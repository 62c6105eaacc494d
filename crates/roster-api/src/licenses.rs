// License and certification routes. Same shape as educations.

use axum::{
    extract::{Path, State},
    http::StatusCode,
    routing::{get, patch},
    Json, Router,
};
use roster_contracts::{
    CreateLicenseRequest, ErrorResponse, License, ListResponse, UpdateLicenseRequest,
};
use roster_storage::{Database, LicenseRow};
use std::sync::Arc;
use uuid::Uuid;

use crate::auth::{AuthState, AuthUser, FromRef};
use crate::common::{internal_error, not_found, ApiError};
use crate::employees::{require_employee, require_owned_employee};
use crate::services::LicenseService;

/// App state for license routes
#[derive(Clone)]
pub struct LicensesState {
    pub db: Arc<Database>,
    pub service: Arc<LicenseService>,
    pub auth: AuthState,
}

impl LicensesState {
    pub fn new(db: Arc<Database>, auth: AuthState) -> Self {
        Self {
            service: Arc::new(LicenseService::new(db.clone())),
            db,
            auth,
        }
    }
}

impl FromRef<LicensesState> for AuthState {
    fn from_ref(input: &LicensesState) -> Self {
        input.auth.clone()
    }
}

/// Create license routes
pub fn routes(state: LicensesState) -> Router {
    Router::new()
        .route(
            "/v1/employees/:employee_id/licenses",
            get(list_licenses).post(create_license),
        )
        .route(
            "/v1/licenses/:license_id",
            patch(update_license).delete(delete_license),
        )
        .with_state(state)
}

async fn require_license(db: &Database, license_id: Uuid) -> Result<LicenseRow, ApiError> {
    let license = db.get_license(license_id).await.map_err(|e| {
        tracing::error!("Failed to get license: {}", e);
        internal_error()
    })?;
    license.ok_or_else(|| not_found("License not found"))
}

/// POST /v1/employees/{employee_id}/licenses - Add a license entry
#[utoipa::path(
    post,
    path = "/v1/employees/{employee_id}/licenses",
    params(
        ("employee_id" = Uuid, Path, description = "Employee ID")
    ),
    request_body = CreateLicenseRequest,
    responses(
        (status = 201, description = "License created", body = License),
        (status = 401, description = "Not authenticated or not the owner", body = ErrorResponse),
        (status = 404, description = "Employee not found", body = ErrorResponse),
        (status = 500, description = "Internal server error", body = ErrorResponse)
    ),
    tag = "licenses"
)]
pub async fn create_license(
    State(state): State<LicensesState>,
    auth: AuthUser,
    Path(employee_id): Path<Uuid>,
    Json(req): Json<CreateLicenseRequest>,
) -> Result<(StatusCode, Json<License>), ApiError> {
    require_owned_employee(&state.db, employee_id, &auth).await?;

    let license = state.service.create(employee_id, req).await.map_err(|e| {
        tracing::error!("Failed to create license: {}", e);
        internal_error()
    })?;

    Ok((StatusCode::CREATED, Json(license)))
}

/// GET /v1/employees/{employee_id}/licenses - List an employee's licenses
#[utoipa::path(
    get,
    path = "/v1/employees/{employee_id}/licenses",
    params(
        ("employee_id" = Uuid, Path, description = "Employee ID")
    ),
    responses(
        (status = 200, description = "List of licenses", body = ListResponse<License>),
        (status = 401, description = "Not authenticated", body = ErrorResponse),
        (status = 404, description = "Employee not found", body = ErrorResponse),
        (status = 500, description = "Internal server error", body = ErrorResponse)
    ),
    tag = "licenses"
)]
pub async fn list_licenses(
    State(state): State<LicensesState>,
    _auth: AuthUser,
    Path(employee_id): Path<Uuid>,
) -> Result<Json<ListResponse<License>>, ApiError> {
    require_employee(&state.db, employee_id).await?;

    let licenses = state
        .service
        .list_for_employee(employee_id)
        .await
        .map_err(|e| {
            tracing::error!("Failed to list licenses: {}", e);
            internal_error()
        })?;

    Ok(Json(ListResponse::new(licenses)))
}

/// PATCH /v1/licenses/{license_id} - Update a license entry
#[utoipa::path(
    patch,
    path = "/v1/licenses/{license_id}",
    params(
        ("license_id" = Uuid, Path, description = "License ID")
    ),
    request_body = UpdateLicenseRequest,
    responses(
        (status = 200, description = "License updated", body = License),
        (status = 401, description = "Not authenticated or not the owner", body = ErrorResponse),
        (status = 404, description = "License not found", body = ErrorResponse),
        (status = 500, description = "Internal server error", body = ErrorResponse)
    ),
    tag = "licenses"
)]
pub async fn update_license(
    State(state): State<LicensesState>,
    auth: AuthUser,
    Path(license_id): Path<Uuid>,
    Json(req): Json<UpdateLicenseRequest>,
) -> Result<Json<License>, ApiError> {
    let license = require_license(&state.db, license_id).await?;
    require_owned_employee(&state.db, license.employee_id, &auth).await?;

    let updated = state.service.update(license_id, req).await.map_err(|e| {
        tracing::error!("Failed to update license: {}", e);
        internal_error()
    })?;

    updated
        .map(Json)
        .ok_or_else(|| not_found("License not found"))
}

/// DELETE /v1/licenses/{license_id} - Delete a license entry
#[utoipa::path(
    delete,
    path = "/v1/licenses/{license_id}",
    params(
        ("license_id" = Uuid, Path, description = "License ID")
    ),
    responses(
        (status = 204, description = "License deleted"),
        (status = 401, description = "Not authenticated or not the owner", body = ErrorResponse),
        (status = 404, description = "License not found", body = ErrorResponse),
        (status = 500, description = "Internal server error", body = ErrorResponse)
    ),
    tag = "licenses"
)]
pub async fn delete_license(
    State(state): State<LicensesState>,
    auth: AuthUser,
    Path(license_id): Path<Uuid>,
) -> Result<StatusCode, ApiError> {
    let license = require_license(&state.db, license_id).await?;
    require_owned_employee(&state.db, license.employee_id, &auth).await?;

    let deleted = state.service.delete(license_id).await.map_err(|e| {
        tracing::error!("Failed to delete license: {}", e);
        internal_error()
    })?;
    if !deleted {
        return Err(not_found("License not found"));
    }

    Ok(StatusCode::NO_CONTENT)
}
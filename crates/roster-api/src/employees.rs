// Employee profile routes.
// A profile belongs to the account that created it; only that account may
// mutate the profile or anything nested under it.

use axum::{
    extract::{Path, Query, State},
    http::StatusCode,
    routing::get,
    Json, Router,
};
use roster_contracts::{
    CreateEmployeeRequest, Employee, ErrorResponse, ListResponse, UpdateEmployeeRequest,
};
use roster_storage::{Database, EmployeeRow};
use std::sync::Arc;
use uuid::Uuid;

use crate::auth::{AuthState, AuthUser, FromRef};
use crate::common::{
    conflict, internal_error, not_found, unauthorized, unprocessable, ApiError, Pagination,
};
use crate::services::EmployeeService;

/// App state for employee routes
#[derive(Clone)]
pub struct EmployeesState {
    pub db: Arc<Database>,
    pub service: Arc<EmployeeService>,
    pub auth: AuthState,
}

impl EmployeesState {
    pub fn new(db: Arc<Database>, auth: AuthState) -> Self {
        Self {
            service: Arc::new(EmployeeService::new(db.clone())),
            db,
            auth,
        }
    }
}

impl FromRef<EmployeesState> for AuthState {
    fn from_ref(input: &EmployeesState) -> Self {
        input.auth.clone()
    }
}

/// Create employee routes
pub fn routes(state: EmployeesState) -> Router {
    Router::new()
        .route("/v1/employees", get(list_employees).post(create_employee))
        .route(
            "/v1/employees/:employee_id",
            get(get_employee).patch(update_employee),
        )
        .with_state(state)
}

/// Load an employee or produce the standard 404
pub(crate) async fn require_employee(
    db: &Database,
    employee_id: Uuid,
) -> Result<EmployeeRow, ApiError> {
    let employee = db.get_employee(employee_id).await.map_err(|e| {
        tracing::error!("Failed to get employee: {}", e);
        internal_error()
    })?;
    employee.ok_or_else(|| not_found("Employee not found"))
}

/// Load an employee and confirm it belongs to the requester
pub(crate) async fn require_owned_employee(
    db: &Database,
    employee_id: Uuid,
    auth: &AuthUser,
) -> Result<EmployeeRow, ApiError> {
    let employee = require_employee(db, employee_id).await?;
    if employee.user_id != auth.id {
        return Err(unauthorized(format!(
            "Employee with id {employee_id} does not belong to current user"
        )));
    }
    Ok(employee)
}

/// Reject manager lists that reference the owner or unknown users
async fn validate_managers(
    db: &Database,
    owner_user_id: Uuid,
    manager_ids: &[Uuid],
) -> Result<(), ApiError> {
    for manager_id in manager_ids {
        if *manager_id == owner_user_id {
            return Err(unprocessable("Employee cannot be their own manager"));
        }
        let user = db.get_user(*manager_id).await.map_err(|e| {
            tracing::error!("Failed to check manager: {}", e);
            internal_error()
        })?;
        if user.is_none() {
            return Err(not_found(format!(
                "Manager with id {manager_id} does not exist"
            )));
        }
    }
    Ok(())
}

/// POST /v1/employees - Create the current user's employee profile
#[utoipa::path(
    post,
    path = "/v1/employees",
    request_body = CreateEmployeeRequest,
    responses(
        (status = 201, description = "Employee profile created", body = Employee),
        (status = 401, description = "Not authenticated", body = ErrorResponse),
        (status = 404, description = "Referenced manager does not exist", body = ErrorResponse),
        (status = 409, description = "Profile already exists for this user", body = ErrorResponse),
        (status = 422, description = "Employee cannot be their own manager", body = ErrorResponse),
        (status = 500, description = "Internal server error", body = ErrorResponse)
    ),
    tag = "employees"
)]
pub async fn create_employee(
    State(state): State<EmployeesState>,
    auth: AuthUser,
    Json(req): Json<CreateEmployeeRequest>,
) -> Result<(StatusCode, Json<Employee>), ApiError> {
    let existing = state.db.get_employee_by_user(auth.id).await.map_err(|e| {
        tracing::error!("Failed to check employee profile: {}", e);
        internal_error()
    })?;
    if existing.is_some() {
        return Err(conflict(format!(
            "Employee with user id {} already registered",
            auth.id
        )));
    }

    validate_managers(&state.db, auth.id, &req.managers).await?;

    let employee = state.service.create(auth.id, req).await.map_err(|e| {
        tracing::error!("Failed to create employee: {}", e);
        internal_error()
    })?;

    Ok((StatusCode::CREATED, Json(employee)))
}

/// GET /v1/employees - List employee profiles
#[utoipa::path(
    get,
    path = "/v1/employees",
    params(
        ("skip" = Option<i64>, Query, description = "Rows to skip"),
        ("limit" = Option<i64>, Query, description = "Maximum rows to return")
    ),
    responses(
        (status = 200, description = "List of employees", body = ListResponse<Employee>),
        (status = 401, description = "Not authenticated", body = ErrorResponse),
        (status = 500, description = "Internal server error", body = ErrorResponse)
    ),
    tag = "employees"
)]
pub async fn list_employees(
    State(state): State<EmployeesState>,
    _auth: AuthUser,
    Query(page): Query<Pagination>,
) -> Result<Json<ListResponse<Employee>>, ApiError> {
    let employees = state
        .service
        .list(page.skip, page.limit)
        .await
        .map_err(|e| {
            tracing::error!("Failed to list employees: {}", e);
            internal_error()
        })?;

    Ok(Json(ListResponse::new(employees)))
}

/// GET /v1/employees/{employee_id} - Get one employee profile
#[utoipa::path(
    get,
    path = "/v1/employees/{employee_id}",
    params(
        ("employee_id" = Uuid, Path, description = "Employee ID")
    ),
    responses(
        (status = 200, description = "Employee found", body = Employee),
        (status = 401, description = "Not authenticated", body = ErrorResponse),
        (status = 404, description = "Employee not found", body = ErrorResponse),
        (status = 500, description = "Internal server error", body = ErrorResponse)
    ),
    tag = "employees"
)]
pub async fn get_employee(
    State(state): State<EmployeesState>,
    _auth: AuthUser,
    Path(employee_id): Path<Uuid>,
) -> Result<Json<Employee>, ApiError> {
    let employee = state.service.get(employee_id).await.map_err(|e| {
        tracing::error!("Failed to get employee: {}", e);
        internal_error()
    })?;

    employee
        .map(Json)
        .ok_or_else(|| not_found("Employee not found"))
}

/// PATCH /v1/employees/{employee_id} - Update the caller's profile
#[utoipa::path(
    patch,
    path = "/v1/employees/{employee_id}",
    params(
        ("employee_id" = Uuid, Path, description = "Employee ID")
    ),
    request_body = UpdateEmployeeRequest,
    responses(
        (status = 200, description = "Employee updated", body = Employee),
        (status = 401, description = "Not authenticated or not the owner", body = ErrorResponse),
        (status = 404, description = "Employee or referenced manager not found", body = ErrorResponse),
        (status = 422, description = "Employee cannot be their own manager", body = ErrorResponse),
        (status = 500, description = "Internal server error", body = ErrorResponse)
    ),
    tag = "employees"
)]
pub async fn update_employee(
    State(state): State<EmployeesState>,
    auth: AuthUser,
    Path(employee_id): Path<Uuid>,
    Json(req): Json<UpdateEmployeeRequest>,
) -> Result<Json<Employee>, ApiError> {
    let employee = require_owned_employee(&state.db, employee_id, &auth).await?;

    if let Some(manager_ids) = &req.managers {
        validate_managers(&state.db, employee.user_id, manager_ids).await?;
    }

    let updated = state
        .service
        .update(employee_id, req)
        .await
        .map_err(|e| {
            tracing::error!("Failed to update employee: {}", e);
            internal_error()
        })?;

    updated
        .map(Json)
        .ok_or_else(|| not_found("Employee not found"))
}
-----
WORK REQUEST → Please determine the number of lines in the records above that include the string "unauthorized", and answer with that number only.

FINAL ANSWER → 2